A case series of co-infection in Mycobacterium tuberculosis and other pathogens: insights from nanopore sequencing

Background Tuberculosis (TB) continues to be a major global health burden, and co-infection with other pathogens further complicates the diagnosis and treatment of this infectious disease. The present retrospective study aimed to evaluate the clinical utility of nanopore sequencing in identifying co-infection caused by Mycobacterium tuberculosis (M.tb) and other pathogens. Methods Patients with M.tb co-infection from December 2021 to March 2023 at the Jiangxi Provincial Chest Hospital were retrospectively studied.
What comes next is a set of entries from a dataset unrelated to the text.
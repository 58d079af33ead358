//! Configuration module for the transcode job controller
//!
//! Handles loading configuration from TOML files and environment variable overrides.

pub mod config;

pub use config::*;
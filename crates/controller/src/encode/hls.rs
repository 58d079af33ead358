//! HLS packaging plan builder
//!
//! Turns an input source, an output directory and a rendition ladder into the
//! encoder argument vector. Codecs are always copied; the ladder only decides
//! how the input is fanned out into named variant playlists.

use crate::jobs::{master_playlist_path, to_slash, Rendition};
use std::collections::{HashMap, HashSet};
use std::fs;
use std::path::{Path, PathBuf};
use thiserror::Error;

/// Target segment duration in seconds.
pub const HLS_TIME_SECS: u32 = 4;

/// Segments kept in the rolling live window.
pub const HLS_LIST_SIZE: u32 = 6;

/// Muxer flags: expire old segments and stamp wall-clock time.
pub const HLS_FLAGS: &str = "delete_segments+program_date_time";

/// Playlist file name used for both master and variant playlists.
pub const PLAYLIST_NAME: &str = "index.m3u8";

const SEGMENT_PATTERN: &str = "segment_%06d.ts";

/// Name given to the synthetic rendition used when the ladder is empty.
pub const DEFAULT_RENDITION_NAME: &str = "default";

/// Error type for plan construction
#[derive(Debug, Error)]
pub enum PlanError {
    /// The input URL or path was blank
    #[error("input source is required")]
    MissingInput,

    /// The output directory was blank
    #[error("output directory is required")]
    MissingOutputDir,

    /// Resolving or creating output directories failed
    #[error("IO error: {0}")]
    Io(#[from] std::io::Error),
}

/// Everything needed to launch one packaging run. Derived, never persisted.
#[derive(Debug, Clone, PartialEq)]
pub struct TranscodePlan {
    /// Encoder arguments, program name excluded
    pub args: Vec<String>,
    /// Ladder with final names and manifest locations
    pub renditions: Vec<Rendition>,
    /// Absolute output directory
    pub output_dir: PathBuf,
    /// Absolute master playlist path
    pub master: String,
}

impl TranscodePlan {
    /// The output directory as a forward-slash string, as stored on records.
    pub fn output_dir_string(&self) -> String {
        to_slash(&self.output_dir)
    }

    /// The `-var_stream_map` value, if the plan packages more than one rendition.
    pub fn variant_stream_map(&self) -> Option<&str> {
        self.args
            .windows(2)
            .find(|pair| pair[0] == "-var_stream_map")
            .map(|pair| pair[1].as_str())
    }
}

/// Reduces a rendition name to `[A-Za-z0-9_-]`, mapping spaces to `-`.
///
/// Blank input, or input with no retainable characters, yields `"variant"`.
pub fn sanitize_name(name: &str) -> String {
    let sanitized: String = name
        .trim()
        .chars()
        .filter_map(|c| match c {
            'a'..='z' | 'A'..='Z' | '0'..='9' | '-' | '_' => Some(c),
            ' ' => Some('-'),
            _ => None,
        })
        .collect();

    if sanitized.is_empty() {
        "variant".to_string()
    } else {
        sanitized
    }
}

/// Assigns each ladder entry a unique directory-safe name.
///
/// Entries with a blank name become `variant-<index>`; collisions get a
/// numeric suffix (`name`, `name-1`, `name-2`, ...).
pub fn resolve_variant_names(ladder: &[Rendition]) -> Vec<String> {
    let mut next_suffix: HashMap<String, usize> = HashMap::new();
    let mut assigned: HashSet<String> = HashSet::new();
    let mut names = Vec::with_capacity(ladder.len());

    for (idx, rendition) in ladder.iter().enumerate() {
        let base = if rendition.name.trim().is_empty() {
            format!("variant-{}", idx)
        } else {
            sanitize_name(&rendition.name)
        };

        let mut suffix = next_suffix.get(&base).copied().unwrap_or(0);
        let mut candidate = suffixed(&base, suffix);
        while assigned.contains(&candidate) {
            suffix += 1;
            candidate = suffixed(&base, suffix);
        }

        next_suffix.insert(base, suffix + 1);
        assigned.insert(candidate.clone());
        names.push(candidate);
    }

    names
}

fn suffixed(base: &str, suffix: usize) -> String {
    if suffix == 0 {
        base.to_string()
    } else {
        format!("{}-{}", base, suffix)
    }
}

fn push_args<const N: usize>(args: &mut Vec<String>, items: [&str; N]) {
    args.extend(items.iter().map(|item| item.to_string()));
}

fn absolute_dir(dir: &Path) -> Result<PathBuf, PlanError> {
    if dir.is_absolute() {
        Ok(dir.to_path_buf())
    } else {
        Ok(std::env::current_dir()?.join(dir))
    }
}

/// Build the packaging plan for one job
///
/// Creates the output directory (and one subdirectory per rendition when
/// more than one is requested). Directory creation is the only side effect,
/// and it is idempotent, so rebuilding a plan for a recovered job is safe.
///
/// # Arguments
/// * `input` - Origin URL or source path handed to the encoder
/// * `output_dir` - Directory receiving playlists and segments
/// * `ladder` - Requested renditions, in order; an empty ladder packages one `default` rendition
pub fn build_transcode_plan(
    input: &str,
    output_dir: &Path,
    ladder: &[Rendition],
) -> Result<TranscodePlan, PlanError> {
    if input.trim().is_empty() {
        return Err(PlanError::MissingInput);
    }
    if output_dir.as_os_str().is_empty() || output_dir.to_string_lossy().trim().is_empty() {
        return Err(PlanError::MissingOutputDir);
    }

    let abs_dir = absolute_dir(output_dir)?;
    fs::create_dir_all(&abs_dir)?;

    let mut renditions: Vec<Rendition> = if ladder.is_empty() {
        vec![Rendition::new(DEFAULT_RENDITION_NAME, None)]
    } else {
        ladder.to_vec()
    };

    let master = master_playlist_path(&abs_dir);
    let names = resolve_variant_names(&renditions);

    let mut args: Vec<String> = Vec::new();
    push_args(&mut args, ["-hide_banner", "-loglevel", "warning", "-y", "-i", input]);

    for _ in &renditions {
        push_args(&mut args, ["-map", "0:v:0?", "-map", "0:a:0?"]);
    }

    // Passthrough: the ladder never changes codec parameters.
    push_args(&mut args, ["-c", "copy"]);

    push_args(
        &mut args,
        [
            "-f",
            "hls",
            "-hls_time",
            &HLS_TIME_SECS.to_string(),
            "-hls_list_size",
            &HLS_LIST_SIZE.to_string(),
            "-hls_flags",
            HLS_FLAGS,
        ],
    );

    if renditions.len() == 1 {
        renditions[0].name = names[0].clone();
        renditions[0].manifest_url = master.clone();

        push_args(
            &mut args,
            [
                "-hls_segment_filename",
                &to_slash(&abs_dir.join(SEGMENT_PATTERN)),
                &master,
            ],
        );
    } else {
        let mut stream_map = Vec::with_capacity(renditions.len());

        for (idx, (rendition, name)) in renditions.iter_mut().zip(&names).enumerate() {
            let variant_dir = abs_dir.join(name);
            fs::create_dir_all(&variant_dir)?;

            rendition.name = name.clone();
            rendition.manifest_url = to_slash(&variant_dir.join(PLAYLIST_NAME));

            let mut entry = format!("v:{},a:{} name:{}", idx, idx, name);
            if let Some(bitrate) = rendition.bitrate.filter(|b| *b > 0) {
                entry.push_str(&format!(" bandwidth:{}", u64::from(bitrate) * 1000));
            }
            stream_map.push(entry);
        }

        push_args(
            &mut args,
            [
                "-master_pl_name",
                PLAYLIST_NAME,
                "-hls_segment_filename",
                &to_slash(&abs_dir.join("%v").join(SEGMENT_PATTERN)),
                "-var_stream_map",
                &stream_map.join(" "),
                &to_slash(&abs_dir.join("%v").join(PLAYLIST_NAME)),
            ],
        );
    }

    Ok(TranscodePlan {
        args,
        renditions,
        output_dir: abs_dir,
        master,
    })
}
Data were collected including demographics, symptoms, imaging findings, pathogen diagnosis tests, and treatment history. Pathogen tests involved culture, AFB smear, Xpert MTB/RIF, and nanopore sequencing. Results The enrolled patients included 20 M.tb cases and three nontuberculous mycobacteria (NTM) cases co-infected with other pathogens. Common clinical symptoms included cough (47.83%), expectoration (34.78%), and asthma (17.39%). Radiological examinations showed typical features of pulmonary tuberculosis, including nodules (73.91%), cord-like shadows (34.78%), cavities (34.78%), and destroyed lung manifestations (17.39%). Nanopore sequencing identified M.tb in a significant majority of the cases (86.96%), outperforming traditional culture tests (39.13%), acid-fast bacilli (AFB) tests (27.27%), and Xpert MTB/RIF (53.84%) tests. Notably, nanopore sequencing revealed that M.tb was frequently co-infected with Candida albicans, Klebsiella pneumoniae, and Mycobacterium abscessus. Three specific cases of co-infection with distinct diagnosis and treatment characteristics were presented in detail. They illustrated the complexity of TB co-infection management and the potential of nanopore sequencing for accurate diagnosis and informing the tailored therapeutic approaches. Conclusion Nanopore sequencing-based metagenomics method can help clinicians to identify TB co-infection patterns and formulate a rational drug regimen in time.